"Oh, no. Mother thinks she's the modern woman and that she makes up the younger generation. She doesn't realize that I'm the younger generation. She's really as old-fashioned as any of them. She is superior in a lot of ways, mother is. But she's like all the rest in most. She's been so used all these years to having people exclaim with surprise when she said she had a daughter of sixteen—seventeen—eighteen—that now, when I'm nineteen she still expects people to exclaim over her having a big girl. I'm not a big girl. I'm not even what the cheap novels used to call a 'child-woman.' Mother'll have to wake up to that."

Lottie laughed a little at a sudden recollection. "When I got this hat last week mother went with me."

"She would," sotto voce, from Charley.

"The saleswoman brought a little pile of them—four or five—and I tried them on; but they weren't the thing, quite. And then mother, who was sitting there, watching me, said to the girl: 'Oh, no, those won't do. Show us something more girlish.'"

"There!"

"Yes, but wasn't it kind of sweet? The clerk stared, of course. I heard her giggling about it afterward to one of the other saleswomen. You see, mother thinks I'm still a girl. When I leave the house she often asks me if I have a clean handkerchief."

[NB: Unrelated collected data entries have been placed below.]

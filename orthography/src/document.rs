use crate::chapter::Chapter;
use crate::error::{OrthographyError, Result};
use crate::location::{Location, CHAPTER_COUNT};
use crate::records::ChapterRecord;
use crate::token::Token;
use crate::verse::Verse;
use arabic_encoding::DecodeMode;
use std::sync::OnceLock;
use tracing::info;

/// The loaded text: chapters numbered from 1, with cached totals.
///
/// A document is an ordinary value. Callers build one from their source data
/// and pass it to whatever needs to look things up.
#[derive(Debug, Clone)]
pub struct Document {
    chapters: Vec<Chapter>,
    verse_count: OnceLock<usize>,
    token_count: OnceLock<usize>,
}

impl Document {
    pub const NAME: &'static str = "The Holy Quran";

    /// Creates a document from chapters numbered `1..=n` in order.
    pub fn new(chapters: Vec<Chapter>) -> Result<Self> {
        for (index, chapter) in chapters.iter().enumerate() {
            if chapter.chapter_number() != index + 1 {
                return Err(OrthographyError::InvalidChapterNumber {
                    number: chapter.chapter_number(),
                });
            }
        }
        info!(chapters = chapters.len(), "document loaded");
        Ok(Self {
            chapters,
            verse_count: OnceLock::new(),
            token_count: OnceLock::new(),
        })
    }

    /// Builds a document from chapter records, decoding leniently.
    pub fn from_records<'a, I>(records: I) -> Result<Self>
    where
        I: IntoIterator<Item = &'a ChapterRecord>,
    {
        Self::from_records_with(records, DecodeMode::Lenient)
    }

    pub fn from_records_with<'a, I>(records: I, mode: DecodeMode) -> Result<Self>
    where
        I: IntoIterator<Item = &'a ChapterRecord>,
    {
        let chapters = records
            .into_iter()
            .map(|record| Chapter::from_record_with(record, mode))
            .collect::<Result<Vec<_>>>()?;
        Self::new(chapters)
    }

    pub fn name(&self) -> &'static str {
        Self::NAME
    }

    /// Number of chapters loaded, at most [`CHAPTER_COUNT`].
    pub fn chapter_count(&self) -> usize {
        self.chapters.len()
    }

    pub fn verse_count(&self) -> usize {
        *self
            .verse_count
            .get_or_init(|| self.chapters.iter().map(Chapter::verse_count).sum())
    }

    pub fn token_count(&self) -> usize {
        *self
            .token_count
            .get_or_init(|| self.chapters.iter().map(Chapter::token_count).sum())
    }

    /// Returns chapter `number`, counting from 1.
    pub fn chapter(&self, number: usize) -> Result<&Chapter> {
        if !(1..=CHAPTER_COUNT).contains(&number) {
            return Err(OrthographyError::InvalidChapterNumber { number });
        }
        self.chapters
            .get(number - 1)
            .ok_or(OrthographyError::InvalidChapterNumber { number })
    }

    pub fn chapter_at(&self, location: &Location) -> Result<&Chapter> {
        self.chapter(location.chapter_number())
    }

    pub fn verse(&self, chapter: usize, verse: usize) -> Result<&Verse> {
        self.chapter(chapter)?.verse(verse)
    }

    pub fn verse_at(&self, location: &Location) -> Result<&Verse> {
        self.verse(location.chapter_number(), location.verse_number())
    }

    pub fn token(&self, chapter: usize, verse: usize, token: usize) -> Result<Token> {
        self.verse(chapter, verse)?.token(token)
    }

    pub fn token_at(&self, location: &Location) -> Result<Token> {
        self.token(
            location.chapter_number(),
            location.verse_number(),
            location.token_number(),
        )
    }

    pub fn chapters(&self) -> std::slice::Iter<'_, Chapter> {
        self.chapters.iter()
    }

    /// Iterates over every verse in chapter order.
    pub fn verses(&self) -> impl Iterator<Item = &Verse> + '_ {
        self.chapters.iter().flat_map(Chapter::verses)
    }

    /// Iterates over every token in chapter and verse order.
    pub fn tokens(&self) -> impl Iterator<Item = Token> + '_ {
        self.verses().flat_map(Verse::tokens)
    }
}

impl PartialEq for Document {
    fn eq(&self, other: &Self) -> bool {
        self.chapters == other.chapters
    }
}

impl Eq for Document {}
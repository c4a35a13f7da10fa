use crate::glyph::Glyph;
use arabic_text::{CharacterType, DiacriticType};
use std::collections::HashMap;

/// What a single external unit decodes to.
#[derive(Debug, Clone, Copy, PartialEq, Eq)]
pub struct TableEntry {
    pub glyph: Glyph,
    pub character_type: Option<CharacterType>,
    pub diacritic_type: Option<DiacriticType>,
}

/// Bidirectional mapping between glyphs and the units of an external encoding.
///
/// Tables are filled once with [`register`](Self::register) and only read
/// afterwards.
#[derive(Debug, Clone)]
pub struct EncodingTable {
    name: &'static str,
    entries: HashMap<char, TableEntry>,
    glyph_units: [Option<char>; Glyph::COUNT],
    character_units: [Option<char>; CharacterType::COUNT],
}

impl EncodingTable {
    pub fn new(name: &'static str) -> Self {
        Self {
            name,
            entries: HashMap::with_capacity(Glyph::COUNT),
            glyph_units: [None; Glyph::COUNT],
            character_units: [None; CharacterType::COUNT],
        }
    }

    /// Builds a table from `(glyph, unit)` pairs.
    pub fn from_units(name: &'static str, units: &[(Glyph, char)]) -> Self {
        let mut table = Self::new(name);
        for &(glyph, unit) in units {
            table.register(glyph, unit);
        }
        tracing::debug!(table = name, units = table.len(), "built encoding table");
        table
    }

    /// Maps `glyph` to `unit` in both directions.
    ///
    /// A plain letter or symbol glyph also becomes the unit for its character
    /// type. Composed glyphs are reachable only through the combination rules.
    pub fn register(&mut self, glyph: Glyph, unit: char) {
        let (character_type, diacritic_type) = glyph.composition();
        self.entries.insert(
            unit,
            TableEntry {
                glyph,
                character_type,
                diacritic_type,
            },
        );
        if let (Some(ty), None) = (character_type, diacritic_type) {
            self.character_units[ty.ordinal() as usize] = Some(unit);
        }
        self.glyph_units[glyph as usize] = Some(unit);
    }

    pub fn name(&self) -> &'static str {
        self.name
    }

    /// Number of registered units.
    pub fn len(&self) -> usize {
        self.entries.len()
    }

    pub fn is_empty(&self) -> bool {
        self.entries.is_empty()
    }

    /// Looks up an external unit.
    #[inline]
    pub fn lookup(&self, unit: char) -> Option<&TableEntry> {
        self.entries.get(&unit)
    }

    /// The unit registered for `glyph`.
    #[inline]
    pub fn glyph_unit(&self, glyph: Glyph) -> Option<char> {
        self.glyph_units[glyph as usize]
    }

    /// The unit for a bare letter or symbol.
    #[inline]
    pub fn character_unit(&self, character_type: CharacterType) -> Option<char> {
        self.character_units[character_type.ordinal() as usize]
    }

    pub fn contains_glyph(&self, glyph: Glyph) -> bool {
        self.glyph_unit(glyph).is_some()
    }
}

"Yes, go on, be sentimental about it. That'll help. You've let Grandma dominate your life. That's all right—her wanting to, I mean. That's human nature. The older generation trying to curb the younger. But your letting her do it—that's another thing. That's a crime against your own generation and indicates a weakness in you, not in her. The younger generation has got to rule. Those of us who recognize that and act on it, win. Those who don't go under."

"You're a dreadful child!" exclaimed Lottie. She more than half meant it. "It's horrible to hear you. Where did you learn all this—this ruthlessness?"

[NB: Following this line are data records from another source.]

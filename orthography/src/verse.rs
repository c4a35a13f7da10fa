use crate::error::{OrthographyError, Result};
use crate::location::Location;
use crate::token::Token;
use arabic_encoding::{ArabicEncoder, Encode};
use arabic_text::ArabicText;
use std::fmt;
use std::iter::FusedIterator;

/// A numbered verse of a chapter, split into tokens at whitespace.
#[derive(Debug, Clone, PartialEq, Eq)]
pub struct Verse {
    location: Location,
    text: ArabicText,
    /// Character index one past the end of each token's separator. The last
    /// entry is one past the end of the text, so token `n` ends one character
    /// before `token_ends[n - 1]`.
    token_ends: Box<[usize]>,
}

impl Verse {
    /// Creates a verse, indexing its tokens.
    pub fn new(chapter: usize, verse: usize, text: ArabicText) -> Result<Self> {
        let location = Location::verse(chapter, verse)?;
        let token_ends = token_ends(&text);
        Ok(Self {
            location,
            text,
            token_ends,
        })
    }

    pub fn location(&self) -> Location {
        self.location
    }

    pub fn chapter_number(&self) -> usize {
        self.location.chapter_number()
    }

    pub fn verse_number(&self) -> usize {
        self.location.verse_number()
    }

    pub fn text(&self) -> &ArabicText {
        &self.text
    }

    /// Number of tokens. An empty verse has a single empty token.
    pub fn token_count(&self) -> usize {
        self.token_ends.len()
    }

    /// Returns token `number`, counting from 1.
    pub fn token(&self, number: usize) -> Result<Token> {
        if !(1..=self.token_count()).contains(&number) {
            return Err(OrthographyError::InvalidTokenNumber {
                chapter: self.chapter_number(),
                verse: self.verse_number(),
                token: number,
            });
        }
        Ok(self.token_unchecked(number))
    }

    /// Returns the token addressed by `location`, which must lie in this verse.
    pub fn token_at(&self, location: &Location) -> Result<Token> {
        if location.chapter_number() != self.chapter_number()
            || location.verse_number() != self.verse_number()
        {
            return Err(OrthographyError::InvalidVerseNumber {
                chapter: location.chapter_number(),
                verse: location.verse_number(),
            });
        }
        self.token(location.token_number())
    }

    /// Iterates over the tokens in order.
    pub fn tokens(&self) -> Tokens<'_> {
        Tokens {
            verse: self,
            next: 1,
            end: self.token_count() + 1,
        }
    }

    fn token_unchecked(&self, number: usize) -> Token {
        let start = match number {
            1 => 0,
            n => self.token_ends[n - 2],
        };
        let end = self.token_ends[number - 1] - 1;
        Token::new(
            self.location.with_token(number),
            self.text.substring(start, end),
        )
    }
}

fn token_ends(text: &ArabicText) -> Box<[usize]> {
    let separators = text.iter().filter(|c| c.is_whitespace()).count();
    let mut ends = Vec::with_capacity(separators + 1);
    ends.extend(
        text.iter()
            .enumerate()
            .filter(|(_, c)| c.is_whitespace())
            .map(|(index, _)| index + 1),
    );
    ends.push(text.len() + 1);
    ends.into_boxed_slice()
}

impl Encode for Verse {
    fn encode_with(&self, encoder: &dyn ArabicEncoder) -> String {
        self.text.encode_with(encoder)
    }
}

impl AsRef<ArabicText> for Verse {
    fn as_ref(&self) -> &ArabicText {
        &self.text
    }
}

impl fmt::Display for Verse {
    fn fmt(&self, f: &mut fmt::Formatter<'_>) -> fmt::Result {
        write!(f, "{} {}", self.location, self.text.to_buckwalter())
    }
}

impl<'a> IntoIterator for &'a Verse {
    type Item = Token;
    type IntoIter = Tokens<'a>;

    fn into_iter(self) -> Self::IntoIter {
        self.tokens()
    }
}

/// Iterator over the tokens of a [`Verse`].
#[derive(Debug, Clone)]
pub struct Tokens<'a> {
    verse: &'a Verse,
    next: usize,
    end: usize,
}

impl Iterator for Tokens<'_> {
    type Item = Token;

    fn next(&mut self) -> Option<Token> {
        if self.next == self.end {
            return None;
        }
        let token = self.verse.token_unchecked(self.next);
        self.next += 1;
        Some(token)
    }

    fn size_hint(&self) -> (usize, Option<usize>) {
        let remaining = self.end - self.next;
        (remaining, Some(remaining))
    }
}

impl DoubleEndedIterator for Tokens<'_> {
    fn next_back(&mut self) -> Option<Token> {
        if self.next == self.end {
            return None;
        }
        self.end -= 1;
        Some(self.verse.token_unchecked(self.end))
    }
}

impl ExactSizeIterator for Tokens<'_> {}

impl FusedIterator for Tokens<'_> {}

"I learned it at school—and out of school. Those are the things we talk about. What did you suppose boys and girls talk about these days!"

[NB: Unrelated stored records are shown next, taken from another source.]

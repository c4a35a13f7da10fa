//! Unicode code points for Quranic Arabic.

use crate::decoder::TableDecoder;
use crate::encoder::TableEncoder;
use crate::glyph::Glyph;
use crate::options::{DecodeMode, EncodingOptions};
use crate::table::EncodingTable;
use std::sync::OnceLock;

const UNITS: [(Glyph, char); Glyph::COUNT] = [
    (Glyph::Hamza, '\u{0621}'),
    (Glyph::AlifWithMaddah, '\u{0622}'),
    (Glyph::AlifWithHamzaAbove, '\u{0623}'),
    (Glyph::WawWithHamzaAbove, '\u{0624}'),
    (Glyph::AlifWithHamzaBelow, '\u{0625}'),
    (Glyph::YaWithHamzaAbove, '\u{0626}'),
    (Glyph::Alif, '\u{0627}'),
    (Glyph::Ba, '\u{0628}'),
    (Glyph::TaMarbuta, '\u{0629}'),
    (Glyph::Ta, '\u{062A}'),
    (Glyph::Tha, '\u{062B}'),
    (Glyph::Jeem, '\u{062C}'),
    (Glyph::HHa, '\u{062D}'),
    (Glyph::Kha, '\u{062E}'),
    (Glyph::Dal, '\u{062F}'),
    (Glyph::Thal, '\u{0630}'),
    (Glyph::Ra, '\u{0631}'),
    (Glyph::Zain, '\u{0632}'),
    (Glyph::Seen, '\u{0633}'),
    (Glyph::Sheen, '\u{0634}'),
    (Glyph::Sad, '\u{0635}'),
    (Glyph::DDad, '\u{0636}'),
    (Glyph::TTa, '\u{0637}'),
    (Glyph::DTha, '\u{0638}'),
    (Glyph::Ain, '\u{0639}'),
    (Glyph::Ghain, '\u{063A}'),
    (Glyph::Tatweel, '\u{0640}'),
    (Glyph::Fa, '\u{0641}'),
    (Glyph::Qaf, '\u{0642}'),
    (Glyph::Kaf, '\u{0643}'),
    (Glyph::Lam, '\u{0644}'),
    (Glyph::Meem, '\u{0645}'),
    (Glyph::Noon, '\u{0646}'),
    (Glyph::Ha, '\u{0647}'),
    (Glyph::Waw, '\u{0648}'),
    (Glyph::AlifMaksura, '\u{0649}'),
    (Glyph::Ya, '\u{064A}'),
    (Glyph::Fathatan, '\u{064B}'),
    (Glyph::Dammatan, '\u{064C}'),
    (Glyph::Kasratan, '\u{064D}'),
    (Glyph::Fatha, '\u{064E}'),
    (Glyph::Damma, '\u{064F}'),
    (Glyph::Kasra, '\u{0650}'),
    (Glyph::Shadda, '\u{0651}'),
    (Glyph::Sukun, '\u{0652}'),
    (Glyph::Maddah, '\u{0653}'),
    (Glyph::HamzaAbove, '\u{0654}'),
    (Glyph::AlifKhanjareeya, '\u{0670}'),
    (Glyph::AlifWithHamzatWasl, '\u{0671}'),
    (Glyph::SmallHighSeen, '\u{06DC}'),
    (Glyph::SmallHighRoundedZero, '\u{06DF}'),
    (Glyph::SmallHighUprightRectangularZero, '\u{06E0}'),
    (Glyph::SmallHighMeemIsolatedForm, '\u{06E2}'),
    (Glyph::SmallLowSeen, '\u{06E3}'),
    (Glyph::SmallWaw, '\u{06E5}'),
    (Glyph::SmallYa, '\u{06E6}'),
    (Glyph::SmallHighNoon, '\u{06E8}'),
    (Glyph::EmptyCentreLowStop, '\u{06EA}'),
    (Glyph::EmptyCentreHighStop, '\u{06EB}'),
    (Glyph::RoundedHighStopWithFilledCentre, '\u{06EC}'),
    (Glyph::SmallLowMeem, '\u{06ED}'),
];

/// The Unicode table, built on first use.
pub fn unicode_table() -> &'static EncodingTable {
    static TABLE: OnceLock<EncodingTable> = OnceLock::new();
    TABLE.get_or_init(|| EncodingTable::from_units("unicode", &UNITS))
}

pub fn unicode_encoder(options: EncodingOptions) -> TableEncoder<'static> {
    TableEncoder::new(unicode_table(), options)
}

pub fn unicode_decoder(mode: DecodeMode) -> TableDecoder<'static> {
    TableDecoder::new(unicode_table(), mode)
}
use crate::glyph::Glyph;
use crate::options::EncodingOptions;
use crate::rules::{RuleContext, RuleSet};
use crate::table::EncodingTable;
use arabic_text::{ArabicCharacter, ArabicText, DiacriticType};

/// Order in which diacritics left over after combination are written.
pub const DIACRITIC_ORDER: [DiacriticType; 10] = [
    DiacriticType::HamzaAbove,
    DiacriticType::Shadda,
    DiacriticType::Fathatan,
    DiacriticType::Dammatan,
    DiacriticType::Kasratan,
    DiacriticType::Fatha,
    DiacriticType::Damma,
    DiacriticType::Kasra,
    DiacriticType::Sukun,
    DiacriticType::Maddah,
];

/// Writes Arabic text in an external encoding.
pub trait ArabicEncoder {
    /// Appends one character to `out`.
    fn encode_character(&self, character: &ArabicCharacter<'_>, out: &mut String);

    /// Written between consecutive characters. Nothing by default.
    fn write_separator(&self, out: &mut String) {
        let _ = out;
    }

    fn encode_into(&self, text: &ArabicText, out: &mut String) {
        for (i, character) in text.iter().enumerate() {
            if i > 0 {
                self.write_separator(out);
            }
            self.encode_character(&character, out);
        }
    }

    fn encode(&self, text: &ArabicText) -> String {
        let mut out = String::with_capacity(text.len() * 2);
        self.encode_into(text, &mut out);
        out
    }
}

/// Table driven encoder shared by the Unicode and Buckwalter schemes.
///
/// Each character is written as a single glyph, composed if a combination
/// rule applies, followed by its remaining diacritics in [`DIACRITIC_ORDER`].
/// Decoding with the same table reverses this exactly.
#[derive(Debug, Clone, Copy)]
pub struct TableEncoder<'t> {
    table: &'t EncodingTable,
    rules: &'t RuleSet,
    options: EncodingOptions,
}

impl TableEncoder<'static> {
    /// Creates an encoder applying the standard combination rules.
    pub fn new(table: &'static EncodingTable, options: EncodingOptions) -> Self {
        Self::with_rules(table, RuleSet::standard(), options)
    }
}

impl<'t> TableEncoder<'t> {
    pub fn with_rules(table: &'t EncodingTable, rules: &'t RuleSet, options: EncodingOptions) -> Self {
        Self {
            table,
            rules,
            options,
        }
    }

    pub fn table(&self) -> &'t EncodingTable {
        self.table
    }

    pub fn options(&self) -> EncodingOptions {
        self.options
    }

    fn push_glyph(&self, glyph: Glyph, out: &mut String) {
        match self.table.glyph_unit(glyph) {
            Some(unit) => out.push(unit),
            None => tracing::warn!(table = self.table.name(), ?glyph, "no unit for glyph"),
        }
    }
}

impl ArabicEncoder for TableEncoder<'_> {
    fn encode_character(&self, character: &ArabicCharacter<'_>, out: &mut String) {
        let Some(character_type) = character.character_type() else {
            out.push(' ');
            return;
        };

        let ctx = RuleContext {
            table: self.table,
            options: self.options,
        };
        let consumed = match self.rules.apply(character, &ctx) {
            Some(combination) => {
                self.push_glyph(combination.glyph, out);
                combination.consumed
            }
            None => {
                match self.table.character_unit(character_type) {
                    Some(unit) => out.push(unit),
                    None => tracing::warn!(
                        table = self.table.name(),
                        %character_type,
                        "no unit for character"
                    ),
                }
                None
            }
        };

        for diacritic in DIACRITIC_ORDER {
            if consumed == Some(diacritic) || !character.has_diacritic(diacritic) {
                continue;
            }
            if let Some(glyph) = Glyph::from_diacritic(diacritic) {
                self.push_glyph(glyph, out);
            }
        }
    }
}
//! Conversion methods on the text types.

use crate::buckwalter::buckwalter_decoder;
use crate::encoder::ArabicEncoder;
use crate::error::Result;
use crate::options::{DecodeMode, EncodingOptions};
use crate::scheme::{decoder, encoder, EncodingScheme};
use crate::unicode::unicode_decoder;
use arabic_text::{ArabicCharacter, ArabicText};

/// Writes a value in any [`EncodingScheme`].
pub trait Encode {
    /// Encodes with a specific encoder.
    fn encode_with(&self, encoder: &dyn ArabicEncoder) -> String;

    fn to_encoding_with(&self, scheme: EncodingScheme, options: EncodingOptions) -> String {
        self.encode_with(&*encoder(scheme, options))
    }

    fn to_encoding(&self, scheme: EncodingScheme) -> String {
        self.to_encoding_with(scheme, EncodingOptions::default())
    }

    fn to_unicode(&self) -> String {
        self.to_encoding(EncodingScheme::Unicode)
    }

    fn to_buckwalter(&self) -> String {
        self.to_encoding(EncodingScheme::Buckwalter)
    }

    fn to_simple_encoding(&self) -> String {
        self.to_encoding(EncodingScheme::Simple)
    }
}

impl Encode for ArabicText {
    fn encode_with(&self, encoder: &dyn ArabicEncoder) -> String {
        encoder.encode(self)
    }
}

impl Encode for ArabicCharacter<'_> {
    fn encode_with(&self, encoder: &dyn ArabicEncoder) -> String {
        let mut out = String::new();
        encoder.encode_character(self, &mut out);
        out
    }
}

/// Reads a value from an external encoding.
pub trait Decode: Sized {
    /// Decodes Unicode, reading unknown code points as whitespace.
    fn from_unicode(text: &str) -> Self;

    /// Decodes Buckwalter, reading unknown characters as whitespace.
    fn from_buckwalter(text: &str) -> Self;

    fn from_encoding_with(text: &str, scheme: EncodingScheme, mode: DecodeMode) -> Result<Self>;

    fn from_encoding(text: &str, scheme: EncodingScheme) -> Result<Self> {
        Self::from_encoding_with(text, scheme, DecodeMode::default())
    }
}

impl Decode for ArabicText {
    fn from_unicode(text: &str) -> Self {
        unicode_decoder(DecodeMode::Lenient).decode_lossy(text)
    }

    fn from_buckwalter(text: &str) -> Self {
        buckwalter_decoder(DecodeMode::Lenient).decode_lossy(text)
    }

    fn from_encoding_with(text: &str, scheme: EncodingScheme, mode: DecodeMode) -> Result<Self> {
        decoder(scheme, mode)?.decode(text)
    }
}
/// Options controlling how characters are combined during encoding.
#[derive(Debug, Clone, Copy, PartialEq, Eq, Hash, Default)]
pub struct EncodingOptions {
    /// Write Alif carrying Maddah as one composed glyph, when the scheme has one.
    pub combine_alif_with_maddah: bool,
}

impl EncodingOptions {
    pub const fn new() -> Self {
        Self {
            combine_alif_with_maddah: false,
        }
    }

    pub const fn with_alif_maddah_combined(mut self, combine: bool) -> Self {
        self.combine_alif_with_maddah = combine;
        self
    }
}

/// How a decoder treats input it cannot map.
#[derive(Debug, Clone, Copy, PartialEq, Eq, Hash, Default)]
pub enum DecodeMode {
    /// Unknown units become whitespace. A diacritic following whitespace is
    /// attached to it; one with nothing before it is dropped.
    #[default]
    Lenient,
    /// Unknown units are errors, as is a diacritic that does not follow a
    /// letter or symbol.
    Strict,
}

#[cfg(test)]
mod tests {
    use super::*;

    #[test]
    fn test_defaults() {
        assert!(!EncodingOptions::default().combine_alif_with_maddah);
        assert_eq!(EncodingOptions::new(), EncodingOptions::default());
        assert_eq!(DecodeMode::default(), DecodeMode::Lenient);
    }

    #[test]
    fn test_builder_style() {
        let options = EncodingOptions::new().with_alif_maddah_combined(true);
        assert!(options.combine_alif_with_maddah);
    }
}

"I don't know," Lottie replied, weakly. She thought of the girl of the old Armour Institute days—the girl who used to go bicycling on Saturdays with the boy in the jersey sweater. They had talked about school, and books, and games, and dreams, and even hopes—very diffidently and shyly—but never once about reality or life. If they had perhaps things would have been different for Lottie Payson, she thought now. "Let's go home, Chas."